:: What the task asks ::
Your answer is one number: the count of lines below that hold the word "elsewhere".

:: Records from a data source ::
• • • •

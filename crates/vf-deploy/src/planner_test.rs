use super::*;
use tempfile::TempDir;
use vf_core::{FsSourceProvider, InMemorySources};

fn config() -> Config {
    Config::from_yaml("warehouse:\n  catalog: memory\n  schema: main\n").unwrap()
}

fn project(files: &[(&str, &str)]) -> TempDir {
    let temp = TempDir::new().unwrap();
    let views = temp.path().join("sql/views");
    std::fs::create_dir_all(&views).unwrap();
    for (name, content) in files {
        let path = views.join(name);
        if let Some(parent) = path.parent() {
            std::fs::create_dir_all(parent).unwrap();
        }
        std::fs::write(path, content).unwrap();
    }
    temp
}

fn chain() -> Vec<(&'static str, &'static str)> {
    vec![
        ("top.sql", "SELECT * FROM {{ ref('mid') }}"),
        ("base.sql", "SELECT 1 AS id"),
        ("mid.sql", "SELECT * FROM {{ ref('base') }}"),
    ]
}

fn names(order: &[ViewName]) -> Vec<&str> {
    order.iter().map(ViewName::as_str).collect()
}

#[test]
fn test_plan_orders_dependencies_first() {
    let temp = project(&chain());
    let config = config();
    let planner = DeploymentPlanner::new(temp.path(), &config, &FsSourceProvider).unwrap();

    let plan = planner.plan(&Selection::All).unwrap();
    assert_eq!(names(&plan.order), vec!["base", "mid", "top"]);
    assert_eq!(plan.len(), 3);
    assert!(plan.failures.is_empty());
    assert!(plan.warnings.is_empty());

    let mid = &plan.views[1];
    assert_eq!(mid.name, "mid");
    assert!(mid.compiled_content.contains(r#""memory"."main"."base""#));
    assert!(!mid.compiled_content.contains("ref("));
    assert_eq!(mid.full_name, r#""memory"."main"."mid""#);
}

#[test]
fn test_plan_order_is_repeatable() {
    let temp = project(&chain());
    let config = config();
    let planner = DeploymentPlanner::new(temp.path(), &config, &FsSourceProvider).unwrap();

    let first = planner.plan(&Selection::All).unwrap().order;
    let second = planner.plan(&Selection::All).unwrap().order;
    assert_eq!(first, second);
}

#[test]
fn test_plan_rejects_dangling_reference() {
    let mut files = chain();
    files.push(("bad.sql", "SELECT * FROM {{ ref('ghost') }}"));
    let temp = project(&files);
    let config = config();
    let planner = DeploymentPlanner::new(temp.path(), &config, &FsSourceProvider).unwrap();

    match planner.plan(&Selection::All) {
        Err(DeployError::Validation { errors }) => {
            assert_eq!(errors.len(), 1);
            assert!(errors[0].contains("ghost"));
            assert!(errors[0].contains("bad"));
        }
        other => panic!("expected validation error, got {:?}", other),
    }
}

#[test]
fn test_plan_rejects_cycle() {
    let temp = project(&[
        ("a.sql", "SELECT * FROM {{ ref('b') }}"),
        ("b.sql", "SELECT * FROM {{ ref('a') }}"),
        ("c.sql", "SELECT 1"),
    ]);
    let config = config();
    let planner = DeploymentPlanner::new(temp.path(), &config, &FsSourceProvider).unwrap();

    match planner.plan(&Selection::All) {
        Err(DeployError::Cycle { nodes }) => assert_eq!(nodes, vec!["a", "b"]),
        other => panic!("expected cycle error, got {:?}", other),
    }
}

#[test]
fn test_compile_failure_excludes_only_that_view() {
    let mut files = chain();
    files.push(("broken.sql", "SELECT {{ 1 + }}"));
    let temp = project(&files);
    let config = config();
    let planner = DeploymentPlanner::new(temp.path(), &config, &FsSourceProvider).unwrap();

    let plan = planner.plan(&Selection::All).unwrap();
    assert_eq!(plan.order.len(), 4);
    assert_eq!(plan.len(), 3);
    assert_eq!(plan.failures.len(), 1);
    assert_eq!(plan.failures[0].name, "broken");
}

#[test]
fn test_non_view_statement_is_a_parse_error() {
    let temp = project(&[("drop_it.sql", "DROP VIEW something")]);
    let config = config();
    let planner = DeploymentPlanner::new(temp.path(), &config, &FsSourceProvider).unwrap();

    let plan = planner.plan(&Selection::All).unwrap();
    assert!(plan.is_empty());
    assert_eq!(plan.failures.len(), 1);
}

#[test]
fn test_explicit_selection_resolves_against_whole_repository() {
    let temp = project(&[
        (
            "base.sql",
            r#"CREATE OR REPLACE VIEW "memory"."main"."base_v2" AS SELECT 1 AS id"#,
        ),
        ("mid.sql", "SELECT * FROM {{ ref('base') }}"),
    ]);
    let config = config();
    let planner = DeploymentPlanner::new(temp.path(), &config, &FsSourceProvider).unwrap();

    let plan = planner
        .plan(&Selection::Explicit(vec!["mid".to_string()]))
        .unwrap();
    assert_eq!(names(&plan.order), vec!["mid"]);
    assert!(plan.views[0]
        .compiled_content
        .contains(r#""memory"."main"."base_v2""#));
}

#[test]
fn test_explicit_selection_unknown_names_only() {
    let temp = project(&chain());
    let config = config();
    let planner = DeploymentPlanner::new(temp.path(), &config, &FsSourceProvider).unwrap();

    let err = planner
        .plan(&Selection::Explicit(vec!["nope".to_string()]))
        .unwrap_err();
    assert!(matches!(err, DeployError::NoViews));
}

#[test]
fn test_missing_views_dir_is_fatal_for_full_scan() {
    let temp = TempDir::new().unwrap();
    let config = config();
    let planner = DeploymentPlanner::new(temp.path(), &config, &FsSourceProvider).unwrap();

    let err = planner.plan(&Selection::All).unwrap_err();
    assert!(matches!(
        err,
        DeployError::Core(vf_core::CoreError::ViewsDirNotFound { .. })
    ));
}

#[test]
fn test_duplicate_view_names_abort_planning() {
    let temp = project(&[
        ("a/x.sql", "SELECT 1"),
        ("b/x.sql", "SELECT * FROM {{ ref('y') }}"),
        ("y.sql", "SELECT 2"),
    ]);
    let config = config();
    let planner = DeploymentPlanner::new(temp.path(), &config, &FsSourceProvider).unwrap();

    let err = planner.plan(&Selection::All).unwrap_err();
    let message = err.to_string();
    assert!(matches!(
        err,
        DeployError::Core(vf_core::CoreError::DuplicateViewName { .. })
    ));
    assert!(message.contains("a/x.sql"), "{}", message);
    assert!(message.contains("b/x.sql"), "{}", message);
}

#[test]
fn test_explicit_target_shadowing_repository_view_aborts() {
    let temp = project(&[("x.sql", "SELECT 1"), ("y.sql", "SELECT 2")]);
    let adhoc = temp.path().join("adhoc");
    std::fs::create_dir_all(&adhoc).unwrap();
    std::fs::write(adhoc.join("x.sql"), "SELECT 3").unwrap();
    let config = config();
    let planner = DeploymentPlanner::new(temp.path(), &config, &FsSourceProvider).unwrap();

    let err = planner
        .plan(&Selection::Explicit(vec!["adhoc/x.sql".to_string()]))
        .unwrap_err();
    assert!(matches!(
        err,
        DeployError::Core(vf_core::CoreError::DuplicateViewName { .. })
    ));
}

#[test]
fn test_compiled_output_is_saved() {
    let temp = project(&chain());
    let config = config();
    let planner = DeploymentPlanner::new(temp.path(), &config, &FsSourceProvider).unwrap();
    planner.plan(&Selection::All).unwrap();

    let saved = std::fs::read_to_string(temp.path().join("compiled/views/mid.sql")).unwrap();
    assert!(saved.starts_with("-- Compiled SQL from:"));
    assert!(saved.contains("CREATE OR REPLACE VIEW"));
}

#[test]
fn test_compiled_output_can_be_disabled() {
    let temp = project(&chain());
    let config = config();
    let planner = DeploymentPlanner::new(temp.path(), &config, &FsSourceProvider)
        .unwrap()
        .with_output(None);
    planner.plan(&Selection::All).unwrap();

    assert!(!temp.path().join("compiled").exists());
}

#[test]
fn test_compile_view_reregisters_declared_name() {
    let mut sources = InMemorySources::new();
    let file = sources.insert(
        "views/orders.sql",
        r#"CREATE VIEW "warehouse"."sales"."orders_current" AS SELECT 1"#,
    );
    let config = config();
    let planner = DeploymentPlanner::new("/project", &config, &sources)
        .unwrap()
        .with_output(None);

    let mut registry = ViewRegistry::new();
    registry.register(file.name.clone(), "placeholder");
    let (view, warnings) = planner.compile_view(&file, &mut registry).unwrap();

    assert!(warnings.is_empty());
    assert_eq!(view.full_name, r#""warehouse"."sales"."orders_current""#);
    assert_eq!(
        registry.get("orders"),
        Some(r#""warehouse"."sales"."orders_current""#)
    );
    assert_eq!(view.catalog().as_deref(), Some("warehouse"));
}

#[test]
fn test_compile_view_collects_unresolved_ref_warnings() {
    let mut sources = InMemorySources::new();
    let file = sources.insert("views/report.sql", "SELECT * FROM {{ ref('elsewhere') }}");
    let config = config();
    let planner = DeploymentPlanner::new("/project", &config, &sources)
        .unwrap()
        .with_output(None);

    let mut registry = ViewRegistry::new();
    let (view, warnings) = planner.compile_view(&file, &mut registry).unwrap();
    assert_eq!(warnings.len(), 1);
    assert!(warnings[0].contains("elsewhere"));
    assert!(view
        .compiled_content
        .contains(r#""memory"."main"."elsewhere""#));
}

• • • •

:: Reply ::
3